New farm bill would end direct payments to farmers (more than 50 percent of the subsidies go to farmers making more than $100,000 in income): I hope subsidies to the Oil Companies (who are making $200B in profits yearly) are next. Comments?
Hey, just call this what it is: WELFARE FOR THE RICH. It isn't helping them or the economy, it's just tax dollar giveaways.
I am ALL FOR people making money. But if they ARE making money, WHY do they need to be subsidized, especially with MY (OUR) TAX DOLLARS?
BIG OIL, BIG PHARMA, BIG MED: YOU SHOULD BE NEXT.
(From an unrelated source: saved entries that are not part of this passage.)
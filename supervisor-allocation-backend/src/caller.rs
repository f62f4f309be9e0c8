use axum::async_trait;
use axum::extract::FromRequestParts;
use axum::http::request::Parts;
use supervisor_allocation_database::{PersonId, Role};
use supervisor_allocation_engine::Caller;

use crate::error::AppError;
use crate::AppState;

/// Header carrying the id of the person making the request.
pub const CALLER_HEADER: &str = "x-caller-id";

/// The caller of a request, resolved against the person directory. The id is taken as is,
/// authenticating it is left to whatever sits in front of this service.
#[derive(Debug, Clone)]
pub struct Identity(pub Caller);

impl Identity {
    /// Fails with [`AppError::Forbidden`] unless the caller has `role`.
    pub fn require(self, role: Role) -> Result<Caller, AppError> {
        if self.0.role == role {
            Ok(self.0)
        } else {
            Err(AppError::Forbidden(self.0.role))
        }
    }
}

#[async_trait]
impl FromRequestParts<AppState> for Identity {
    type Rejection = AppError;

    async fn from_request_parts(
        parts: &mut Parts,
        state: &AppState,
    ) -> Result<Self, Self::Rejection> {
        let id = parts
            .headers
            .get(CALLER_HEADER)
            .and_then(|value| value.to_str().ok())
            .ok_or(AppError::MissingCaller)?;
        let person = state
            .engine
            .get_person(&PersonId::from(id))
            .ok_or_else(|| AppError::UnknownCaller(id.to_owned()))?;
        Ok(Self(Caller::of(&person)))
    }
}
New farm bill would end direct payments to farmers
By JIM ABRAMS | Associated Press – 2 hrs 7 mins ago
WASHINGTON (AP) — A program that puts billions of dollars in the pockets of farmers whether or not they plant a crop may disappear with hardly a protest from farm groups and the politicians who look out for their interests.
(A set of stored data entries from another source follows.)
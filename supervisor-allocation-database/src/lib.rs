//! Records of the supervisor allocation and the storage they live in.
//!
//! Nothing in here knows about phases gating actions or quotas being exhausted, that is
//! the job of the engine. This crate only defines what is stored and how.

extern crate alloc;

pub mod error;
pub mod models;
pub mod roster;
pub mod snapshot;
pub mod store;

pub use error::DatabaseError;
pub use models::{
    InstructorProfile, Person, PersonId, PersonKind, Phase, Role, Selection, SelectionId,
    SelectionStatus,
};
pub use snapshot::{load_snapshot, save_snapshot, Snapshot, Versions};
pub use store::{MappingStore, MemoryStore, PersonDirectory};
The Senate is expected to begin debate this week on a five-year farm and food aid bill that would save $9.3 billion by ending direct payments to farmers and replacing them with subsidized insurance programs for when the weather turns bad or prices go south.
The details are still to be worked out. But there's rare agreement that fixed annual subsidies of $5 billion a year for farmers are no longer feasible in this age of tight budgets and when farmers in general are enjoying record prosperity.
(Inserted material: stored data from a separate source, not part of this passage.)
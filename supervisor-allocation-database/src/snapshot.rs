use std::io::ErrorKind;
use std::path::Path;

use serde::{Deserialize, Serialize};
use tracing::debug;

use crate::error::DatabaseError;
use crate::models::{Person, Phase, Selection};

/// Everything needed to bring the system back after a restart.
#[derive(Debug, Clone, PartialEq, Eq, Serialize, Deserialize)]
pub struct Snapshot {
    pub phase: Phase,
    /// Missing in snapshots written before versions were stored, all counters start at 0 then.
    #[serde(default)]
    pub versions: Versions,
    pub persons: Vec<Person>,
    pub selections: Vec<Selection>,
}

/// Version counters at the time of the snapshot, so pollers never see a number reused.
#[derive(Debug, Clone, Copy, Default, PartialEq, Eq, Serialize, Deserialize)]
pub struct Versions {
    pub phase: u64,
    pub roster: u64,
    pub selections: u64,
}

/// Returns `None` if no snapshot was written yet.
pub async fn load_snapshot(path: &Path) -> Result<Option<Snapshot>, DatabaseError> {
    match tokio::fs::read(path).await {
        Ok(content) => Ok(Some(serde_json::from_slice(&content)?)),
        Err(error) if error.kind() == ErrorKind::NotFound => Ok(None),
        Err(error) => Err(error.into()),
    }
}

/// Writes to a sibling temporary file first so a crash never leaves a half written snapshot.
pub async fn save_snapshot(path: &Path, snapshot: &Snapshot) -> Result<(), DatabaseError> {
    let content = serde_json::to_vec_pretty(snapshot)?;
    let temporary = path.with_extension("json.tmp");
    tokio::fs::write(&temporary, content).await?;
    tokio::fs::rename(&temporary, path).await?;
    debug!(
        path = %path.display(),
        selections = snapshot.selections.len(),
        "wrote snapshot"
    );
    Ok(())
}

#[cfg(test)]
mod tests {
    use chrono::Utc;

    use super::*;
    use crate::models::{PersonId, SelectionId, SelectionStatus};
    use crate::roster::default_roster;

    #[tokio::test]
    async fn missing_file_is_no_snapshot() {
        let dir = tempfile::tempdir().unwrap();
        assert_eq!(load_snapshot(&dir.path().join("state.json")).await.unwrap(), None);
    }

    #[tokio::test]
    async fn saved_snapshot_is_loaded_again() {
        let dir = tempfile::tempdir().unwrap();
        let path = dir.path().join("state.json");
        let snapshot = Snapshot {
            phase: Phase::InstructorConfirming,
            versions: Versions {
                phase: 2,
                roster: 9,
                selections: 14,
            },
            persons: default_roster(),
            selections: vec![Selection {
                id: SelectionId::generate(),
                student: PersonId::from("s1"),
                instructor: PersonId::from("t2"),
                rationale: "distributed systems project".to_owned(),
                status: SelectionStatus::Pending,
                created_at: Utc::now(),
            }],
        };
        save_snapshot(&path, &snapshot).await.unwrap();
        assert_eq!(load_snapshot(&path).await.unwrap(), Some(snapshot));
        assert!(!path.with_extension("json.tmp").exists());
    }

    #[tokio::test]
    async fn snapshot_without_versions_starts_counting_at_zero() {
        let dir = tempfile::tempdir().unwrap();
        let path = dir.path().join("state.json");
        tokio::fs::write(&path, br#"{"phase": "setup", "persons": [], "selections": []}"#)
            .await
            .unwrap();
        let snapshot = load_snapshot(&path).await.unwrap().unwrap();
        assert_eq!(snapshot.phase, Phase::Setup);
        assert_eq!(snapshot.versions, Versions::default());
    }

    #[tokio::test]
    async fn corrupt_snapshot_is_an_error() {
        let dir = tempfile::tempdir().unwrap();
        let path = dir.path().join("state.json");
        tokio::fs::write(&path, b"{ not json").await.unwrap();
        assert!(matches!(
            load_snapshot(&path).await,
            Err(DatabaseError::Json(_))
        ));
    }
}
About 80 percent of the bill's half-trillion-dollar cost over the next five years represents nutrition programs, primarily food stamps now going to some 46 million people. About $100 billion would be devoted to crop subsidies and other farm programs.
The Senate Agriculture, Nutrition and Forestry Committee last month approved a bill that would save $23 billion over the next decade by ending direct payments and consolidating other programs. The bill would strengthen the subsidized crop insurance program and create a program to compensate farmers for smaller, or "shallow," revenue losses, based on a five-year average, for acres actually planted.
Getting a bill to the president's desk will be a challenge. Most of the bill's spending is on the Supplemental Nutrition Assistance Program, or food stamps, at an annual cost now of about $75 billion. The Republican-led House is looking for greater cuts to this program than the Democratic Senate will accept.
The House also is more sympathetic to Southern rice and peanut farmers who say that shallow loss program hurts them. They want to keep some form of target price subsidy.
The current farm bill expires at the end of September.
But the Senate bill, and presumably the yet-to-be-written House counterpart, "makes clear that the era of direct payments is over," said Democratic Sen. Debbie Stabenow of Michigan, who heads the Senate committee. She said the Senate bill "represents the most significant reform in American agriculture policy in decades."